Dr. Teresa Canepa is an independent researcher and lecturer in Chinese and Japanese art, and currently a council member of the Oriental Ceramic Society in London and co-editor of the OCS newsletter. She completed a Ph.D. in Art History at Leiden University, The Netherlands, and is the author of Silk, Porcelain and Lacquer: China and Japan and their trade with Western Europe and the New World, 1500-1644 (Paul Holberton Publishing, London, 2016); and Jingdezhen to the World: The Lurie Collection of Chinese Export Porcelain from the Late Ming Dynasty (Ad Ilissvm, London, 2019); and co-author with Katharine Butler of Leaping the Dragon Gate: The Sir Michael Butler Collection of Seventeenth-Century Chinese Porcelain (Ad Ilissvm, London, 2021). She has published a number of articles and lectured widely on these subjects.

[1] Maura Rinaldi discussed forty-five pieces with the egret mark in 1989, and Eva Ströber noted in 2013 that there are about sixty of them recorded, twenty of which are in the Netherlands. A few other egret mark pieces have appeared in the international art market since then. See Maura Rinaldi, Kraak Porcelain. A Moment in the History of Trade, London, 1989, pp. 195–208; and Eva Ströber, Ming Porcelain for a Globalised Trade, Stuttgart, 2013, p. 208.

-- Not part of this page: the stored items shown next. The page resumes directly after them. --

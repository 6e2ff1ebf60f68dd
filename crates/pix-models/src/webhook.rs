//! Webhook registrations bound to a PIX key (`/v2/webhook`).

use serde::{Deserialize, Serialize};

use crate::error::{ApiError, ProviderDiagnostics};

/// Header that asks the provider to skip the mTLS check when calling the
/// webhook URL.
pub const SKIP_MTLS_HEADER: &str = "x-skip-mtls-checking";

/// Body of `PUT /v2/webhook/{chave}`.
///
/// The key travels in the path only, never in the body.
#[derive(Serialize, Deserialize, Debug, Clone, PartialEq, Eq)]
#[serde(rename_all = "camelCase")]
pub struct WebhookRegistration {
    pub webhook_url: String,
}

/// A webhook as returned by the provider.
#[derive(Serialize, Deserialize, Debug, Clone, Default, PartialEq, Eq)]
#[serde(rename_all = "camelCase")]
pub struct Webhook {
    #[serde(default, skip_serializing_if = "Option::is_none")]
    pub webhook_url: Option<String>,
    #[serde(default, skip_serializing_if = "Option::is_none")]
    pub chave: Option<String>,
    /// Registration timestamp (RFC 3339).
    #[serde(default, skip_serializing_if = "Option::is_none")]
    pub criacao: Option<String>,
    #[serde(flatten)]
    pub api_error: ApiError,
}

impl ProviderDiagnostics for Webhook {
    fn api_error(&self) -> &ApiError {
        &self.api_error
    }
}

/// Query of `GET /v2/webhook`.
#[derive(Debug, Clone, Default, PartialEq, Eq)]
pub struct WebhookQuery {
    /// Start of the creation window (RFC 3339).
    pub inicio: String,
    /// End of the creation window (RFC 3339).
    pub fim: String,
    pub pagina_atual: Option<u32>,
    pub itens_por_pagina: Option<u32>,
}

impl WebhookQuery {
    /// Webhooks created between `inicio` and `fim`.
    pub fn between(inicio: impl Into<String>, fim: impl Into<String>) -> Self {
        Self {
            inicio: inicio.into(),
            fim: fim.into(),
            ..Self::default()
        }
    }

    /// Request a specific page.
    #[must_use]
    pub fn page(mut self, pagina_atual: u32, itens_por_pagina: u32) -> Self {
        self.pagina_atual = Some(pagina_atual);
        self.itens_por_pagina = Some(itens_por_pagina);
        self
    }

    /// Query-string pairs in the provider's naming.
    pub fn to_pairs(&self) -> Vec<(&'static str, String)> {
        let mut pairs = vec![("inicio", self.inicio.clone()), ("fim", self.fim.clone())];
        if let Some(page) = self.pagina_atual {
            pairs.push(("paginacao.paginaAtual", page.to_string()));
        }
        if let Some(per_page) = self.itens_por_pagina {
            pairs.push(("paginacao.itensPorPagina", per_page.to_string()));
        }
        pairs
    }
}

/// Response of `GET /v2/webhook`.
#[derive(Serialize, Deserialize, Debug, Clone, Default, PartialEq, Eq)]
pub struct WebhookList {
    #[serde(default, skip_serializing_if = "Option::is_none")]
    pub parametros: Option<Parametros>,
    #[serde(default)]
    pub webhooks: Vec<Webhook>,
    #[serde(flatten)]
    pub api_error: ApiError,
}

impl ProviderDiagnostics for WebhookList {
    fn api_error(&self) -> &ApiError {
        &self.api_error
    }
}

/// Echo of the query window and pagination state.
#[derive(Serialize, Deserialize, Debug, Clone, Default, PartialEq, Eq)]
pub struct Parametros {
    pub inicio: String,
    pub fim: String,
    pub paginacao: Paginacao,
}

/// Pagination state.
#[derive(Serialize, Deserialize, Debug, Clone, Default, PartialEq, Eq)]
#[serde(rename_all = "camelCase")]
pub struct Paginacao {
    pub pagina_atual: u32,
    pub itens_por_pagina: u32,
    pub quantidade_de_paginas: u32,
    pub quantidade_total_de_itens: u32,
}

#[cfg(test)]
mod tests {
    use super::*;

    #[test]
    fn registration_body_has_only_url() {
        let body = serde_json::to_value(WebhookRegistration {
            webhook_url: "https://example.com/pix".into(),
        })
        .unwrap();
        assert_eq!(body, serde_json::json!({"webhookUrl": "https://example.com/pix"}));
    }

    #[test]
    fn list_response_deserializes() {
        let body = r#"{
            "parametros": {
                "inicio": "2024-01-01T00:00:00Z",
                "fim": "2024-12-31T23:59:59Z",
                "paginacao": {"paginaAtual": 0, "itensPorPagina": 100, "quantidadeDePaginas": 1, "quantidadeTotalDeItens": 1}
            },
            "webhooks": [{"webhookUrl": "https://example.com/pix", "chave": "k1", "criacao": "2024-05-01T10:00:00Z"}]
        }"#;
        let list: WebhookList = serde_json::from_str(body).unwrap();
        assert_eq!(list.webhooks.len(), 1);
        assert_eq!(list.webhooks[0].chave.as_deref(), Some("k1"));
        assert_eq!(list.parametros.unwrap().paginacao.quantidade_total_de_itens, 1);
    }

    #[test]
    fn query_pairs_include_pagination_only_when_set() {
        let q = WebhookQuery::between("a", "b");
        assert_eq!(q.to_pairs().len(), 2);
        let q = q.page(2, 50);
        assert_eq!(
            q.to_pairs(),
            vec![
                ("inicio", "a".to_string()),
                ("fim", "b".to_string()),
                ("paginacao.paginaAtual", "2".to_string()),
                ("paginacao.itensPorPagina", "50".to_string()),
            ]
        );
    }
}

[2] For a recent discussion on pieces with the egret mark, see Teresa Canepa, Jingdezhen to the World. The Lurie Collection of Chinese Export Porcelain of the Late Ming Dynasty, London, 2019, pp. 28, 76–91, nos. 15–20. A few rare egret mark saucer-dishes of small size combining underglaze cobalt blue and monochrome blue glaze decoration, two of them in the Sir Michael Butler Collection, are discussed in Teresa Canepa and Katharine Butler, Leaping the Dragon Gate. The Sir Michael Butler Collection of 17th-Century Chinese Porcelain, London, 2021, pp. 74–5, nos. III.1.20 and III.1.21.

[3] The three variants are discussed in Jean de Faramond, ‘The egret mark on blue and white Wan Li export porcelain (‘Kraak’ porcelain)’, Mededelingenblad Vrienden van de Nederlandse Ceramiek, vol. 89, no. 1, 1978, pp. 24–7; Rinaldi, 1989, pp. 195–96; and Canepa, 2019, p. 78.

[4] Offered as lot 18 in Asian Ceramics and Works of Arts, Christie’s Amsterdam, 10 May 2000, sale 2455.

[5] No dishes of this type were included among the forty-five pieces bearing the egret mark published by Maura Rinaldi in 1989.

[6] Two saucer-dishes, one in the Groninger Museum in Groningen and the other in the Topkapi Saray Museum in Istanbul, are published in Rinaldi, 1989, p. 206, pl. 266a and b. Another example was offered for sale as lot 623 at Rob Michiels Auctions in Bruges in May 2020.

[7] Published in Canepa, 2019, p. 94, figs. I.21a and b. High-quality kraak plates with related crane scenes with a white cavetto and a continuous naturalistic border which do not bear the egret mark, like an example in the Lurie Collection, may have also been fired at this kiln. See Ibid., pp. 92–5, no. 21.

[8] Christiaan Jörg, Oriental Porcelain in the Netherlands. Four museum collections, exhibition catalogue, Groninger Museum, Groningen, 2003, p. 22, no. 5.

[9] The front and reverse of the fragment are published in Canepa, 2019, p. 80, figs. I.15a and b.

[10] Published in Claire Déléry and Huei-Chung Tsao, eds, Chinese Porcelains of the Santos Palace, Paris, 2021, pp. 332–33.